Tecnologias podem causar dependência em crianças

Por Sabrina de Souza

Nove em cada dez crianças e adolescentes brasileiros com acesso à internet se conectam à rede por meio de smartphones, segundo a pesquisa TIC Kids Online. A pesquisa, divulgada pelo Centro Regional de Estudos para o Desenvolvimento da Sociedade da Informação (cetic.br), contou com quase 3.000 crianças e adolescentes entre novembro de 2016 e junho de 2017. Porém, os problemas começam a surgir quando esses aparelhos passam a criar dependência, conhecida como nomofobia.
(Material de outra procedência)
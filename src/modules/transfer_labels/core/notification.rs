use serde::{Deserialize, Serialize};

#[derive(Debug, Clone, Copy, PartialEq, Eq, Serialize, Deserialize)]
#[serde(rename_all = "snake_case")]
pub enum NotificationKind {
    ValidationFailed,
    LabelGenerated,
    PrintUnavailable,
}

#[derive(Debug, Clone, Copy, PartialEq, Eq, Serialize, Deserialize)]
#[serde(rename_all = "snake_case")]
pub enum NotificationVariant {
    Default,
    Destructive,
}

/// A toast shown once on the next rendered view.
#[derive(Debug, Clone, PartialEq, Eq, Serialize, Deserialize)]
pub struct Notification {
    pub kind: NotificationKind,
    pub variant: NotificationVariant,
    pub title: String,
    pub description: String,
}

impl Notification {
    pub fn validation_failed() -> Self {
        Self {
            kind: NotificationKind::ValidationFailed,
            variant: NotificationVariant::Destructive,
            title: "Campos obrigatórios".into(),
            description: "Por favor, preencha todos os campos obrigatórios.".into(),
        }
    }

    pub fn label_generated() -> Self {
        Self {
            kind: NotificationKind::LabelGenerated,
            variant: NotificationVariant::Default,
            title: "Etiqueta gerada".into(),
            description: "Sua etiqueta foi gerada com sucesso!".into(),
        }
    }

    pub fn print_unavailable() -> Self {
        Self {
            kind: NotificationKind::PrintUnavailable,
            variant: NotificationVariant::Destructive,
            title: "Erro".into(),
            description: "Não foi possível abrir a janela de impressão.".into(),
        }
    }

    pub fn message_type(&self) -> &'static str {
        match self.kind {
            NotificationKind::ValidationFailed => "ValidationFailed",
            NotificationKind::LabelGenerated => "LabelGenerated",
            NotificationKind::PrintUnavailable => "PrintUnavailable",
        }
    }
}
Crianças têm usado cada vez mais aparelhos tecnológicos. Foto: Juliano Almada

A nomofobia é uma patologia com consequências psíquicas, sociais e físicas, tanto em adultos quanto em crianças e adolescentes. Segundo a psicanalista Galeara Matos de França, “há crianças até com tendência a obesidade por tantas horas paradas diante dos celulares”.
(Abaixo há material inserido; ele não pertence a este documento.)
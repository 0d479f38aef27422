use async_trait::async_trait;
use std::sync::Arc;
use tokio::sync::Mutex;
use uuid::Uuid;

use crate::modules::transfer_labels::barcode::BarcodeTarget;
use crate::modules::transfer_labels::use_cases::print_label::document::PrintDocument;
use crate::modules::transfer_labels::use_cases::print_label::print_context::{
    PrintContext, PrintContextError, PrintWindow,
};

/// Everything a print window received for one job.
#[derive(Debug, Clone, PartialEq)]
pub struct PrintedSheet {
    pub job_id: Uuid,
    pub document: Option<PrintDocument>,
    pub print_requested: bool,
}

/// Keeps print windows in memory until the caller takes them out and ships
/// the document to the browser.
#[derive(Debug, Default)]
pub struct InMemoryPrintContext {
    sheets: Arc<Mutex<Vec<PrintedSheet>>>,
    unavailable: bool,
}

impl InMemoryPrintContext {
    pub fn new() -> Self {
        Self::default()
    }

    pub fn toggle_unavailable(&mut self) {
        self.unavailable = !self.unavailable;
    }

    pub async fn take(&self, job_id: Uuid) -> Option<PrintedSheet> {
        let mut sheets = self.sheets.lock().await;
        let index = sheets.iter().position(|sheet| sheet.job_id == job_id)?;
        Some(sheets.remove(index))
    }

    pub async fn sheets(&self) -> Vec<PrintedSheet> {
        self.sheets.lock().await.clone()
    }
}

#[async_trait]
impl PrintContext for InMemoryPrintContext {
    async fn open(&self, job_id: Uuid) -> Result<Box<dyn PrintWindow>, PrintContextError> {
        if self.unavailable {
            return Err(PrintContextError::Unavailable(
                "print windows are blocked".into(),
            ));
        }
        self.sheets.lock().await.push(PrintedSheet {
            job_id,
            document: None,
            print_requested: false,
        });
        Ok(Box::new(InMemoryPrintWindow {
            job_id,
            sheets: self.sheets.clone(),
        }))
    }
}

struct InMemoryPrintWindow {
    job_id: Uuid,
    sheets: Arc<Mutex<Vec<PrintedSheet>>>,
}

impl InMemoryPrintWindow {
    async fn with_sheet<T>(
        &self,
        f: impl FnOnce(&mut PrintedSheet) -> Result<T, PrintContextError> + Send,
    ) -> Result<T, PrintContextError> {
        let mut sheets = self.sheets.lock().await;
        let sheet = sheets
            .iter_mut()
            .find(|sheet| sheet.job_id == self.job_id)
            .ok_or(PrintContextError::Closed(self.job_id))?;
        f(sheet)
    }
}

#[async_trait]
impl PrintWindow for InMemoryPrintWindow {
    async fn write(&mut self, document: PrintDocument) -> Result<(), PrintContextError> {
        self.with_sheet(|sheet| {
            sheet.document = Some(document);
            Ok(())
        })
        .await
    }

    async fn placeholder(&self, id: &str) -> Option<BarcodeTarget> {
        let sheets = self.sheets.lock().await;
        sheets
            .iter()
            .find(|sheet| sheet.job_id == self.job_id)
            .and_then(|sheet| sheet.document.as_ref())
            .map(|document| document.barcode.clone())
            .filter(|barcode| barcode.id == id)
    }

    async fn replace_placeholder(
        &mut self,
        target: BarcodeTarget,
    ) -> Result<(), PrintContextError> {
        let job_id = self.job_id;
        self.with_sheet(|sheet| {
            let document = sheet
                .document
                .as_mut()
                .ok_or(PrintContextError::NothingToPrint(job_id))?;
            document.barcode = target;
            Ok(())
        })
        .await
    }

    async fn print(&mut self) -> Result<(), PrintContextError> {
        let job_id = self.job_id;
        self.with_sheet(|sheet| {
            if sheet.document.is_none() {
                return Err(PrintContextError::NothingToPrint(job_id));
            }
            sheet.print_requested = true;
            Ok(())
        })
        .await
    }

    async fn close(&mut self) {
        self.sheets
            .lock()
            .await
            .retain(|sheet| sheet.job_id != self.job_id);
    }
}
A psicanalista fala sobre os problemas sociais e comunicativos que essas crianças podem vir a ter na fase adulta. “Elas estão sempre jogando e sozinhas, sem interagir com ninguém a sua volta, ou com outras crianças da mesma idade”, comenta. “Por conta dessas tecnologias, as crianças estão perdendo o prazer de brincar livremente, correr, subir em árvores, curtir, fazer castelinho na beira da praia, etc. Lamento por elas agora no presente que se esvai e pelo futuro solitário que viverão”, acrescenta Galeara.
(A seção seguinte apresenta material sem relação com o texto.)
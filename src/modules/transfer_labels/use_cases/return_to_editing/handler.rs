use crate::modules::transfer_labels::core::events::TransferSessionEvent;
use crate::modules::transfer_labels::core::evolve::evolve;
use crate::modules::transfer_labels::core::state::TransferSessionState;
use crate::modules::transfer_labels::use_cases::errors::ApplicationError;
use crate::modules::transfer_labels::use_cases::return_to_editing::decide::decide_return;
use crate::shared::infrastructure::event_store::EventStore;
use std::sync::Arc;

pub struct ReturnToEditingHandler<TEventStore>
where
    TEventStore: EventStore<TransferSessionEvent> + Send + Sync + 'static,
{
    stream_id: String,
    event_store: Arc<TEventStore>,
}

impl<TEventStore> ReturnToEditingHandler<TEventStore>
where
    TEventStore: EventStore<TransferSessionEvent> + Send + Sync + 'static,
{
    pub fn new(stream_id: impl Into<String>, event_store: Arc<TEventStore>) -> Self {
        Self {
            stream_id: stream_id.into(),
            event_store,
        }
    }

    pub async fn handle(&self, returned_at: i64) -> Result<TransferSessionState, ApplicationError> {
        let stream = self.event_store.load(&self.stream_id).await?;
        let state = stream
            .events
            .into_iter()
            .fold(TransferSessionState::Empty, evolve);

        let events = decide_return(&state, returned_at);
        if events.is_empty() {
            return Ok(state);
        }
        self.event_store
            .append(&self.stream_id, stream.version, &events)
            .await?;
        tracing::debug!("returned to the transfer form");
        Ok(events.into_iter().fold(state, evolve))
    }
}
Outra pesquisa divulgada pelo Comitê Gestor da Internet revela quais as principais buscas dessas crianças dentro dos dispositivos móveis. Dentre elas, a maior motivação dos jovens para usar a rede é entrar nas redes sociais, como Facebook, Instagram e Snapchat (73%); buscar informações para trabalhos escolares (68%); e pesquisas de interesse pessoal (67%). Outro modo de uso são os aplicativos de mensagens instantâneas (64%). Em seguida, vem atividades de entretenimentos, como ouvir música (50%) e assistir a vídeos (48%). Os dados foram coletados em 2014, a partir de 2,1 mil entrevistas domiciliares com jovens de 9 a 17 anos.

Uso consciente

Os tecnologias tem uma função essencial: facilitar a comunicação. Foto: Reprodução

Os aparelhos de celular e tablet também são de muita utilidade quando usados de forma correta. “Ter um celular faz bem, é útil. Mas não pode ser ele o comandante das nossas vidas e muito menos da vida das crianças. O celular deve ser posto no seu devido lugar, na sua devida função: facilitar a comunicação. Podem até ser velozes no raciocínio, porque ali [na internet] tudo é veloz”, expõe a psicanalista. No entanto, ela não vê nenhum benefício em ser rápido.

Há uma linha tênue entre estudo e diversão na utilização da internet e celulares por crianças e jovens. “Procuro sempre outro método para estudar, porque se eu for usar [o celular], vou passar o dia inteiro me distraindo com outras coisas”, comenta a estudante Larissa Cardozo, 14.  

Para a psicanalista, os pais têm peso fundamental na prevenção do vício e na reeducação, caso o apego já esteja estabelecido. “Retardar o quanto possível presenteá-las [as crianças] com celular, smartphones, tablets, notebooks. As crianças não vão na loja e compram para si mesmas esses aparelhos, elas têm porque ganham de um adulto. Então o puxão de orelha deve ser neles primeiro. Oriento pais a trocarem este presente por um instrumento musical”, orienta. Segundo Galeara, se o vício se instalou, só há um jeito: desconstruir os hábitos e substituir por outros, mais lazer, mais ar livre, mais esportes, mais artes, mais presença.